Description of the task →
Among the records, find the lines that hold the string "until" and return them.

Input data →
=====
//! Streaming connection lifecycle.
//!
//! Owns the WebSocket connection to the monitoring backend: connect, parse
//! inbound snapshots, reconnect after a fixed delay on unintentional drops,
//! and tear down cleanly on an intentional close. Accepted snapshots are
//! forwarded over an mpsc channel; the connection state is observable
//! through a watch channel for status display.

use crate::error::DashError;
use crate::message::{ClientMetadata, TrafficPush, TrafficSnapshot};
use futures::StreamExt;
use std::sync::atomic::{AtomicU64, Ordering};
use std::sync::Arc;
use std::time::Duration;
use tokio::sync::{mpsc, watch};
use tokio_tungstenite::{connect_async, tungstenite::Message};
use tracing::{debug, error, info, warn};

/// Lifecycle state of the streaming connection.
#[derive(Debug, Clone, Copy, PartialEq, Eq)]
pub enum ConnectionState {
    /// No connection has been opened yet
    Idle,
    /// Connection attempt (or timed reconnect) in progress
    Connecting,
    /// Streaming connection established
    Connected,
    /// Unintentional drop; a reconnect is scheduled
    Disconnected,
    /// Intentionally closed; no reconnect until `open()` is called again
    Closed,
}

impl ConnectionState {
    /// Short label for the status line.
    pub fn label(&self) -> &'static str {
        match self {
            ConnectionState::Idle => "IDLE",
            ConnectionState::Connecting => "CONNECTING",
            ConnectionState::Connected => "CONNECTED",
            ConnectionState::Disconnected => "DISCONNECTED",
            ConnectionState::Closed => "CLOSED",
        }
    }
}

/// Streaming connection configuration.
#[derive(Debug, Clone)]
pub struct StreamConfig {
    /// WebSocket URL of the monitoring backend
    pub url: String,
    /// Fixed delay before reconnecting after an unintentional drop
    pub reconnect_delay: Duration,
    /// Buffer size of the snapshot channel
    pub channel_buffer_size: usize,
}

impl Default for StreamConfig {
    fn default() -> Self {
        Self {
            url: "ws://127.0.0.1:8000/ws".to_string(),
            reconnect_delay: Duration::from_secs(2),
            channel_buffer_size: 64,
        }
    }
}

impl StreamConfig {
    /// Create a new configuration with a custom URL.
    pub fn new(url: impl Into<String>) -> Self {
        Self {
            url: url.into(),
            ..Default::default()
        }
    }

    /// URL from `TRAFFIC_DASH_WS_URL`, with a localhost fallback.
    pub fn from_env() -> Self {
        let url = std::env::var("TRAFFIC_DASH_WS_URL")
            .unwrap_or_else(|_| "ws://127.0.0.1:8000/ws".to_string());
        Self::new(url)
    }

    /// Set the reconnect delay.
    pub fn with_reconnect_delay(mut self, delay: Duration) -> Self {
        self.reconnect_delay = delay;
        self
    }

    /// Set the snapshot channel buffer size.
    pub fn with_channel_buffer_size(mut self, size: usize) -> Self {
        self.channel_buffer_size = size;
        self
    }
}

/// One accepted snapshot, already validated at the schema boundary.
#[derive(Debug, Clone)]
pub struct SnapshotUpdate {
    pub snapshot: TrafficSnapshot,
    pub metadata: ClientMetadata,
}

/// Owns the streaming connection lifecycle.
///
/// Every `open()` bumps a generation counter captured by the spawned socket
/// task; a task whose generation has been superseded stops touching shared
/// state, so a reconnect scheduled before an intentional close can never
/// resurrect the connection.
pub struct ConnectionManager {
    config: StreamConfig,
    update_tx: mpsc::Sender<SnapshotUpdate>,
    state_tx: watch::Sender<ConnectionState>,
    generation: Arc<AtomicU64>,
    shutdown_tx: Option<mpsc::Sender<()>>,
}

impl ConnectionManager {
    /// Create a manager plus the receivers for snapshots and state changes.
    pub fn new(
        config: StreamConfig,
    ) -> (
        Self,
        mpsc::Receiver<SnapshotUpdate>,
        watch::Receiver<ConnectionState>,
    ) {
        let (update_tx, update_rx) = mpsc::channel(config.channel_buffer_size);
        let (state_tx, state_rx) = watch::channel(ConnectionState::Idle);

        let manager = Self {
            config,
            update_tx,
            state_tx,
            generation: Arc::new(AtomicU64::new(0)),
            shutdown_tx: None,
        };

        (manager, update_rx, state_rx)
    }

    /// Current connection state.
    pub fn state(&self) -> ConnectionState {
        *self.state_tx.borrow()
    }

    /// Open the streaming connection. No-op if it is already open.
    pub fn open(&mut self) {
        if self.shutdown_tx.is_some() {
            debug!("open() called while connection is already open");
            return;
        }

        let generation = self.generation.fetch_add(1, Ordering::SeqCst) + 1;
        let (shutdown_tx, shutdown_rx) = mpsc::channel(1);
        self.shutdown_tx = Some(shutdown_tx);

        info!(url = %self.config.url, generation, "opening streaming connection");

        tokio::spawn(run_stream(
            self.config.clone(),
            self.update_tx.clone(),
            self.state_tx.clone(),
            Arc::clone(&self.generation),
            generation,
            shutdown_rx,
        ));
    }

    /// Intentionally close the connection, cancelling any pending reconnect.
    /// The state becomes `Closed` and stays there until `open()` is called.
    pub fn close(&mut self) {
        let Some(shutdown_tx) = self.shutdown_tx.take() else {
            debug!("close() called while connection is not open");
            return;
        };

        // Supersede the running task before signalling it, so even a racing
        // reconnect attempt observes the stale generation and gives up.
        self.generation.fetch_add(1, Ordering::SeqCst);
        let _ = shutdown_tx.try_send(());
        let _ = self.state_tx.send(ConnectionState::Closed);
        info!("streaming connection closed intentionally");
    }
}

/// Publish a state change, unless the task has been superseded. The
/// generation check runs inside the watch send so a task racing an
/// intentional close can never overwrite the `Closed` state.
fn set_state(
    state_tx: &watch::Sender<ConnectionState>,
    generation: &AtomicU64,
    my_generation: u64,
    state: ConnectionState,
) -> bool {
    let mut current = false;
    state_tx.send_if_modified(|slot| {
        current = generation.load(Ordering::SeqCst) == my_generation;
        if current {
            *slot = state;
        }
        current
    });
    current
}

/// Socket task: connect, read frames, reconnect after the fixed delay.
async fn run_stream(
    config: StreamConfig,
    update_tx: mpsc::Sender<SnapshotUpdate>,
    state_tx: watch::Sender<ConnectionState>,
    generation: Arc<AtomicU64>,
    my_generation: u64,
    mut shutdown_rx: mpsc::Receiver<()>,
) {
    loop {
        if !set_state(&state_tx, &generation, my_generation, ConnectionState::Connecting) {
            return;
        }

        let connected = tokio::select! {
            result = connect_async(&config.url) => result,
            _ = shutdown_rx.recv() => return,
        };

        match connected {
            Ok((ws_stream, _)) => {
                info!(url = %config.url, "connected to traffic stream");
                if !set_state(&state_tx, &generation, my_generation, ConnectionState::Connected) {
                    return;
                }

                let (_, mut read) = ws_stream.split();

                loop {
                    tokio::select! {
                        frame = read.next() => {
                            match frame {
                                Some(Ok(Message::Text(text))) => {
                                    let forwarded = forward_snapshot(
                                        &text,
                                        &update_tx,
                                        &generation,
                                        my_generation,
                                    )
                                    .await;
                                    if forwarded.is_err() {
                                        // Superseded, or the receiver dropped
                                        // because the application is shutting
                                        // down.
                                        return;
                                    }
                                }
                                Some(Ok(Message::Close(_))) => {
                                    info!("server closed the traffic stream");
                                    break;
                                }
                                Some(Ok(Message::Ping(_))) | Some(Ok(Message::Pong(_))) => {
                                    // Heartbeats are handled by tungstenite.
                                }
                                Some(Ok(_)) => {}
                                Some(Err(e)) => {
                                    error!(error = %DashError::Socket(e.to_string()), "traffic stream error");
                                    break;
                                }
                                None => break,
                            }
                        }
                        _ = shutdown_rx.recv() => return,
                    }
                }

                if !set_state(&state_tx, &generation, my_generation, ConnectionState::Disconnected) {
                    return;
                }
            }
            Err(e) => {
                error!(url = %config.url, error = %e, "failed to connect to traffic stream");
                if !set_state(&state_tx, &generation, my_generation, ConnectionState::Disconnected) {
                    return;
                }
            }
        }

        // Single fixed-delay reconnect per drop; an intentional close lands
        // here as a shutdown signal and cancels it.
        debug!(delay = ?config.reconnect_delay, "scheduling reconnect");
        tokio::select! {
            _ = tokio::time::sleep(config.reconnect_delay) => {}
            _ = shutdown_rx.recv() => return,
        }
    }
}

/// Validate one text frame and forward it. A parse failure drops the single
/// malformed message and keeps the connection open. `Err` means the task
/// should stop: either its generation has been superseded by an intentional
/// close, so an in-flight frame must not reach the update channel, or the
/// receiver is gone.
async fn forward_snapshot(
    raw: &str,
    update_tx: &mpsc::Sender<SnapshotUpdate>,
    generation: &AtomicU64,
    my_generation: u64,
) -> Result<(), ()> {
    if generation.load(Ordering::SeqCst) != my_generation {
        debug!("dropping frame from superseded stream task");
        return Err(());
    }
    match TrafficPush::parse(raw) {
        Ok(push) => {
            let (snapshot, metadata) = push.into_domain();
            update_tx
                .send(SnapshotUpdate { snapshot, metadata })
                .await
                .map_err(|_| {
                    warn!("snapshot receiver dropped, stopping stream task");
                })
        }
        Err(error) => {
            let preview = raw.get(..raw.len().min(200)).unwrap_or(raw);
            warn!(%error, raw = preview, "dropping malformed push message");
            Ok(())
        }
    }
}

#[cfg(test)]
mod tests {
    use super::*;
    use futures::SinkExt;
    use tokio::net::TcpListener;

    #[test]
    fn test_config_builder() {
        let config = StreamConfig::new("ws://localhost:9000/ws")
            .with_reconnect_delay(Duration::from_secs(5))
            .with_channel_buffer_size(16);

        assert_eq!(config.url, "ws://localhost:9000/ws");
        assert_eq!(config.reconnect_delay, Duration::from_secs(5));
        assert_eq!(config.channel_buffer_size, 16);
    }

    #[test]
    fn test_default_config() {
        let config = StreamConfig::default();
        assert_eq!(config.url, "ws://127.0.0.1:8000/ws");
        assert_eq!(config.reconnect_delay, Duration::from_secs(2));
    }

    #[tokio::test]
    async fn test_forward_snapshot_drops_malformed() {
        let (tx, mut rx) = mpsc::channel(4);
        let generation = AtomicU64::new(1);

        assert!(forward_snapshot("not json at all", &tx, &generation, 1).await.is_ok());
        assert!(forward_snapshot(r#"{"hosts": {}}"#, &tx, &generation, 1).await.is_ok());
        assert!(rx.try_recv().is_err());

        forward_snapshot(
            r#"{"traffic": {"10.0.0.1": {"http": {"in": 1, "out": 2}}}}"#,
            &tx,
            &generation,
            1,
        )
        .await
        .unwrap();
        let update = rx.recv().await.unwrap();
        assert_eq!(update.snapshot["10.0.0.1"]["http"].outbound, 2);
    }

    #[tokio::test]
    async fn test_forward_snapshot_superseded_task_sends_nothing() {
        // An intentional close bumps the generation while a frame is still in
        // flight; the stale task must stop without touching the channel.
        let (tx, mut rx) = mpsc::channel(4);
        let generation = AtomicU64::new(2);

        let result = forward_snapshot(
            r#"{"traffic": {"10.0.0.1": {"http": {"in": 1, "out": 2}}}}"#,
            &tx,
            &generation,
            1,
        )
        .await;

        assert!(result.is_err());
        assert!(rx.try_recv().is_err());
    }

    #[tokio::test]
    async fn test_close_before_open_is_a_no_op() {
        let (mut manager, _updates, state_rx) = ConnectionManager::new(StreamConfig::default());
        manager.close();
        assert_eq!(*state_rx.borrow(), ConnectionState::Idle);
    }

    #[tokio::test]
    async fn test_lifecycle_against_local_server() {
        // Minimal in-process WebSocket server: accept one client, push one
        // good frame and one malformed frame.
        let listener = TcpListener::bind("127.0.0.1:0").await.unwrap();
        let addr = listener.local_addr().unwrap();

        tokio::spawn(async move {
            let (stream, _) = listener.accept().await.unwrap();
            let mut ws = tokio_tungstenite::accept_async(stream).await.unwrap();
            ws.send(Message::text("definitely not a snapshot")).await.unwrap();
            ws.send(Message::text(
                r#"{"traffic": {"10.0.0.1": {"http": {"in": 100, "out": 50}}}}"#,
            ))
            .await
            .unwrap();
            // Keep the connection open until the client goes away.
            while ws.next().await.is_some() {}
        });

        let config = StreamConfig::new(format!("ws://{addr}"))
            .with_reconnect_delay(Duration::from_millis(50));
        let (mut manager, mut updates, state_rx) = ConnectionManager::new(config);
        assert_eq!(manager.state(), ConnectionState::Idle);

        manager.open();

        // The malformed frame is dropped; the valid snapshot arrives.
        let update = tokio::time::timeout(Duration::from_secs(5), updates.recv())
            .await
            .expect("timed out waiting for snapshot")
            .expect("snapshot channel closed");
        assert_eq!(update.snapshot["10.0.0.1"]["http"].inbound, 100);
        assert_eq!(manager.state(), ConnectionState::Connected);

        // Intentional close lands in Closed and stays there past the
        // reconnect delay.
        manager.close();
        assert_eq!(manager.state(), ConnectionState::Closed);

        tokio::time::sleep(Duration::from_millis(200)).await;
        assert_eq!(*state_rx.borrow(), ConnectionState::Closed);
    }
}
=====
Response to the exercise →
    /// Intentionally closed; no reconnect until `open()` is called again
    /// The state becomes `Closed` and stays there until `open()` is called.
            // Keep the connection open until the client goes away.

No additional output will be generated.